Спустя несколько недель, уже в разгар лета, в центре города он снова увидел ее. Вместе с дочерью она выходила из магазина одежды. В тот день на нем как раз была футболка с принтом — логотипом его любимой группы «R.E.M.». По какой-то загадочной причине ему показалось самым разумным остановиться перед матерью и дочерью, обеими руками, хип-хоповым жестом, указать на этот логотип и спросить: «Alright?» Но они не обратили на него внимания. Через несколько шагов женщина взяла девочку на руки, хотя, как ему показалось, ребенок уже вышел из этого возраста.
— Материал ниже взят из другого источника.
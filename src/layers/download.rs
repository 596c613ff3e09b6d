use anyhow::{anyhow, Result};
use reqwest::{Client, Response};
use std::path::{Path, PathBuf};
use tokio::fs::{create_dir_all, File};
use tokio::io::AsyncWriteExt;

use crate::layers::pacing::Pacer;
use crate::layers::repository::Repository;

pub const ADS_GATEWAY_URL: &str = "https://ui.adsabs.harvard.edu/link_gateway";

pub struct Downloader {
    client: Client,
    base_dir: PathBuf,
    gateway: String,
}

impl Downloader {
    pub fn new(base_dir: impl Into<PathBuf>) -> Self {
        Self {
            client: Client::new(),
            base_dir: base_dir.into(),
            gateway: ADS_GATEWAY_URL.to_string(),
        }
    }

    pub fn with_gateway(mut self, gateway: impl Into<String>) -> Self {
        self.gateway = gateway.into().trim_end_matches('/').to_string();
        self
    }

    /// `2021A&A...647A..10P` -> `2021A&A___647A__10P.pdf`
    pub fn file_name(bibcode: &str) -> String {
        format!("{}.pdf", bibcode.replace('.', "_"))
    }

    pub fn target_path(&self, bibcode: &str) -> PathBuf {
        self.base_dir.join(Self::file_name(bibcode))
    }

    /// Fetches the e-print PDF for `bibcode`, reusing a file already on disk.
    pub async fn download_pdf(&self, bibcode: &str) -> Result<PathBuf> {
        let pdf_path = self.target_path(bibcode);
        if pdf_path.exists() {
            tracing::warn!("PDF already exists for bibcode: {}", bibcode);
            return Ok(pdf_path);
        }
        create_dir_all(&self.base_dir).await?;

        let url = format!("{}/{}/EPRINT_PDF", self.gateway, urlencoding::encode(bibcode));
        tracing::info!("Downloading PDF from: {}", url);
        let response = self.client.get(&url).send().await?;

        if !response.status().is_success() {
            let err = format!("Failed to download PDF for bibcode {}: {}", bibcode, response.status());
            tracing::error!("{}", err);
            return Err(anyhow!(err));
        }

        save_body(response, &pdf_path).await?;
        Ok(pdf_path)
    }

    /// Downloads every stored paper that has no PDF yet and records the path.
    /// Returns how many papers gained a PDF.
    pub async fn run(&self, pacer: &Pacer, repo: &mut Repository) -> Result<usize> {
        let pending: Vec<String> = repo
            .papers()
            .filter(|p| p.pdf.is_none())
            .map(|p| p.bibcode.clone())
            .collect();
        let total = pending.len();
        let mut fetched = 0;

        for (i, bibcode) in pending.iter().enumerate() {
            if !self.target_path(bibcode).exists() {
                pacer.ready().await;
            }
            match self.download_pdf(bibcode).await {
                Ok(path) => {
                    tracing::info!("{:3}/{}: {} -> {:?}", i + 1, total, bibcode, path);
                    if let Some(paper) = repo.get_mut(bibcode) {
                        paper.pdf = Some(path);
                    }
                    fetched += 1;
                    repo.save().await?;
                }
                Err(e) => tracing::error!("Error downloading PDF for bibcode {}: {}", bibcode, e),
            }
        }
        Ok(fetched)
    }
}

/// Streams `response` into `<target>.part` and renames it into place.
/// On any failure the partial file is removed.
async fn save_body(mut response: Response, target: &Path) -> Result<()> {
    let partial = target.with_extension("pdf.part");
    let written: Result<()> = async {
        let mut file = File::create(&partial).await?;
        while let Some(chunk) = response.chunk().await? {
            file.write_all(&chunk).await?;
        }
        file.flush().await?;
        tokio::fs::rename(&partial, target).await?;
        Ok::<(), anyhow::Error>(())
    }
    .await;

    if written.is_err() && partial.exists() {
        if let Err(e) = tokio::fs::remove_file(&partial).await {
            tracing::warn!("Could not remove partial download {:?}: {}", partial, e);
        }
    }
    written
}

#[cfg(test)]
mod tests {
    use super::*;
    use crate::layers::Paper;
    use mockito::{Matcher, Server};

    #[test]
    fn test_file_name_replaces_dots() {
        assert_eq!(Downloader::file_name("2021A&A...647A..10P"), "2021A&A___647A__10P.pdf");
    }

    #[tokio::test]
    async fn test_download_streams_pdf_to_disk() {
        let mut server = Server::new_async().await;
        let mock = server
            .mock("GET", Matcher::Regex(r"^/2021A(%26|&)A\.\.\.647A\.\.10P/EPRINT_PDF$".into()))
            .with_status(200)
            .with_header("content-type", "application/pdf")
            .with_body("%PDF-1.4 test")
            .expect(1)
            .create_async()
            .await;

        let dir = tempfile::tempdir().unwrap();
        let downloader = Downloader::new(dir.path().join("pdfs")).with_gateway(server.url());

        let path = downloader.download_pdf("2021A&A...647A..10P").await.unwrap();
        assert_eq!(tokio::fs::read_to_string(&path).await.unwrap(), "%PDF-1.4 test");

        // second call reuses the file
        downloader.download_pdf("2021A&A...647A..10P").await.unwrap();
        mock.assert_async().await;
    }

    #[tokio::test]
    async fn test_failed_write_leaves_no_partial_file() {
        let mut server = Server::new_async().await;
        let _mock = server
            .mock("GET", "/paper.pdf")
            .with_status(200)
            .with_body("%PDF-1.4 test")
            .create_async()
            .await;

        let dir = tempfile::tempdir().unwrap();
        // a directory in the way makes the final rename fail
        let target = dir.path().join("2021A&A___647A__10P.pdf");
        std::fs::create_dir(&target).unwrap();

        let response = reqwest::get(format!("{}/paper.pdf", server.url())).await.unwrap();
        assert!(save_body(response, &target).await.is_err());
        assert!(!dir.path().join("2021A&A___647A__10P.pdf.part").exists());
        assert!(target.is_dir());
    }

    #[tokio::test]
    async fn test_run_records_paths_and_skips_failures() {
        let mut server = Server::new_async().await;
        let _ok = server
            .mock("GET", "/2020PhRvL.125v1301M/EPRINT_PDF")
            .with_status(200)
            .with_body("%PDF")
            .create_async()
            .await;
        let _missing = server
            .mock("GET", "/2022PTEP.2022e2A01E/EPRINT_PDF")
            .with_status(404)
            .create_async()
            .await;

        let dir = tempfile::tempdir().unwrap();
        let mut repo = Repository::create(dir.path().join("papers.json"), "q", Vec::new());
        repo.put(Paper::new("2020PhRvL.125v1301M", "t", "a"));
        repo.put(Paper::new("2022PTEP.2022e2A01E", "t", "a"));

        let downloader = Downloader::new(dir.path().join("pdfs")).with_gateway(server.url());
        let fetched = downloader.run(&Pacer::unlimited(), &mut repo).await.unwrap();

        assert_eq!(fetched, 1);
        assert_eq!(
            repo.get("2020PhRvL.125v1301M").unwrap().pdf,
            Some(dir.path().join("pdfs").join("2020PhRvL_125v1301M.pdf"))
        );
        assert!(repo.get("2022PTEP.2022e2A01E").unwrap().pdf.is_none());
        assert!(!dir.path().join("pdfs").join("2022PTEP_2022e2A01E.pdf").exists());
    }
}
Он вспомнил, что в детстве каждый день перед сном слушал кассету с записью одной и той же аудио-пьесы и проигрывал ее так часто, что голоса актеров стали звучать странно растянуто и зловеще гулко. Сюжет строился вокруг приключений молодой журналистки: она смотрит в телеобъектив своей фотокамеры и замечает, как из воздушного шарика, который запускает в парке клоун, начинает выходить газ. Этим газом отравляются люди, чуть ли не полгорода. Однако невооруженным глазом этот газ увидеть нельзя. Тогда осознание того, что объектив способен увидеть больше, чем обычный глаз, казалось ему почти волшебным. С тех пор он полюбил фотографию, однако, когда его спрашивали, кто у него любимый фотограф, его неизменно возмущала глупость этого вопроса. «Никогда ни с одним не сотрудничал», — отвечал он в таких случаях.